**Aim of the task**
Each line below must be transcribed with no word changed.

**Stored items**
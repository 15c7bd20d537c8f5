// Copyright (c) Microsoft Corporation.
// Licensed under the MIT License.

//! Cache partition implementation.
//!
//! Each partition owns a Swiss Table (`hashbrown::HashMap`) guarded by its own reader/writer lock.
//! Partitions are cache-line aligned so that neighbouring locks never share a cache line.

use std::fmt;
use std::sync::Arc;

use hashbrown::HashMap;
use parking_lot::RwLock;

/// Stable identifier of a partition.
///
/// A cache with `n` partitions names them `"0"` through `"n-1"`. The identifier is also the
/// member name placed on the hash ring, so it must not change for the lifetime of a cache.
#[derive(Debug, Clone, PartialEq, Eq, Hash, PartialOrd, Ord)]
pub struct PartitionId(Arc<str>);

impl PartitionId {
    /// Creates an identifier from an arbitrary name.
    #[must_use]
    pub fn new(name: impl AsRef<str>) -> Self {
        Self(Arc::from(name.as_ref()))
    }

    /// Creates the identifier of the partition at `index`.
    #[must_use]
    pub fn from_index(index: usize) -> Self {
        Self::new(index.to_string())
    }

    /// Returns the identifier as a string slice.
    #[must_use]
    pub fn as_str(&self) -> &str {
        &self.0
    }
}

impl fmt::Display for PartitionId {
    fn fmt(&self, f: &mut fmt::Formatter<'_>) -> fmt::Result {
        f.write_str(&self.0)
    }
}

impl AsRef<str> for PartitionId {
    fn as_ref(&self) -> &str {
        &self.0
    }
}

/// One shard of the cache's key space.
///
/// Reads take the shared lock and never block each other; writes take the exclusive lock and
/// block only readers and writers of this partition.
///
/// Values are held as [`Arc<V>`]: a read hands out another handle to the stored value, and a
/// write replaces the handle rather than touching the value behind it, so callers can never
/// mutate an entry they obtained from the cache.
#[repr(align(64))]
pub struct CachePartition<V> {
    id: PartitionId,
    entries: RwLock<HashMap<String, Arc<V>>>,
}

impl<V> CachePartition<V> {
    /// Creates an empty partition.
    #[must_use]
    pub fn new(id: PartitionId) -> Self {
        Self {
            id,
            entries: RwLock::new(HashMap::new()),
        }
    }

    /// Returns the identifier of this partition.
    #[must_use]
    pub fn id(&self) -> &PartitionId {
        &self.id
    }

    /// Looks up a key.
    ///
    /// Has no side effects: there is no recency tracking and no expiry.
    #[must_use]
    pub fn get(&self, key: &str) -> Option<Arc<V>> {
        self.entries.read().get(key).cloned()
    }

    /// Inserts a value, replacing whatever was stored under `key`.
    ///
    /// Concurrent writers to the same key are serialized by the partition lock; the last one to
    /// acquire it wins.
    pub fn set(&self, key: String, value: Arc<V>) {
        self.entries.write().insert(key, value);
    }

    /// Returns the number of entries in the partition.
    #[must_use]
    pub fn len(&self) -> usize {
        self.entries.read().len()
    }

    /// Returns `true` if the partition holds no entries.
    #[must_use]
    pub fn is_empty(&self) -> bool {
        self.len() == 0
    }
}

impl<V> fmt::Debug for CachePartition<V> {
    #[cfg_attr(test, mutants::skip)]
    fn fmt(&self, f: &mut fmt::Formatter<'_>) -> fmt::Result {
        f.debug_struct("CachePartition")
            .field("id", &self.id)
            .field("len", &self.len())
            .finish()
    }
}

**Answer**
repository 15c7bd20d537c8f5
// Copyright (c) Microsoft Corporation.
// Licensed under the MIT License.

//! Cache partition implementation.
//!
//! Each partition owns a Swiss Table (`hashbrown::HashMap`) guarded by its own reader/writer lock.
//! Partitions are cache-line aligned so that neighbouring locks never share a cache line.

use std::fmt;
use std::sync::Arc;

use hashbrown::HashMap;
use parking_lot::RwLock;

/// Stable identifier of a partition.
///
/// A cache with `n` partitions names them `"0"` through `"n-1"`. The identifier is also the
/// member name placed on the hash ring, so it must not change for the lifetime of a cache.
#[derive(Debug, Clone, PartialEq, Eq, Hash, PartialOrd, Ord)]
pub struct PartitionId(Arc<str>);

impl PartitionId {
    /// Creates an identifier from an arbitrary name.
    #[must_use]
    pub fn new(name: impl AsRef<str>) -> Self {
        Self(Arc::from(name.as_ref()))
    }

    /// Creates the identifier of the partition at `index`.
    #[must_use]
    pub fn from_index(index: usize) -> Self {
        Self::new(index.to_string())
    }

    /// Returns the identifier as a string slice.
    #[must_use]
    pub fn as_str(&self) -> &str {
        &self.0
    }
}

impl fmt::Display for PartitionId {
    fn fmt(&self, f: &mut fmt::Formatter<'_>) -> fmt::Result {
        f.write_str(&self.0)
    }
}

impl AsRef<str> for PartitionId {
    fn as_ref(&self) -> &str {
        &self.0
    }
}

/// One shard of the cache's key space.
///
/// Reads take the shared lock and never block each other; writes take the exclusive lock and
/// block only readers and writers of this partition.
///
/// Values are held as [`Arc<V>`]: a read hands out another handle to the stored value, and a
/// write replaces the handle rather than touching the value behind it, so callers can never
/// mutate an entry they obtained from the cache.
#[repr(align(64))]
pub struct CachePartition<V> {
    id: PartitionId,
    entries: RwLock<HashMap<String, Arc<V>>>,
}

impl<V> CachePartition<V> {
    /// Creates an empty partition.
    #[must_use]
    pub fn new(id: PartitionId) -> Self {
        Self {
            id,
            entries: RwLock::new(HashMap::new()),
        }
    }

    /// Returns the identifier of this partition.
    #[must_use]
    pub fn id(&self) -> &PartitionId {
        &self.id
    }

    /// Looks up a key.
    ///
    /// Has no side effects: there is no recency tracking and no expiry.
    #[must_use]
    pub fn get(&self, key: &str) -> Option<Arc<V>> {
        self.entries.read().get(key).cloned()
    }

    /// Inserts a value, replacing whatever was stored under `key`.
    ///
    /// Concurrent writers to the same key are serialized by the partition lock; the last one to
    /// acquire it wins.
    pub fn set(&self, key: String, value: Arc<V>) {
        self.entries.write().insert(key, value);
    }

    /// Returns the number of entries in the partition.
    #[must_use]
    pub fn len(&self) -> usize {
        self.entries.read().len()
    }

    /// Returns `true` if the partition holds no entries.
    #[must_use]
    pub fn is_empty(&self) -> bool {
        self.len() == 0
    }
}

impl<V> fmt::Debug for CachePartition<V> {
    #[cfg_attr(test, mutants::skip)]
    fn fmt(&self, f: &mut fmt::Formatter<'_>) -> fmt::Result {
        f.debug_struct("CachePartition")
            .field("id", &self.id)
            .field("len", &self.len())
            .finish()
    }
}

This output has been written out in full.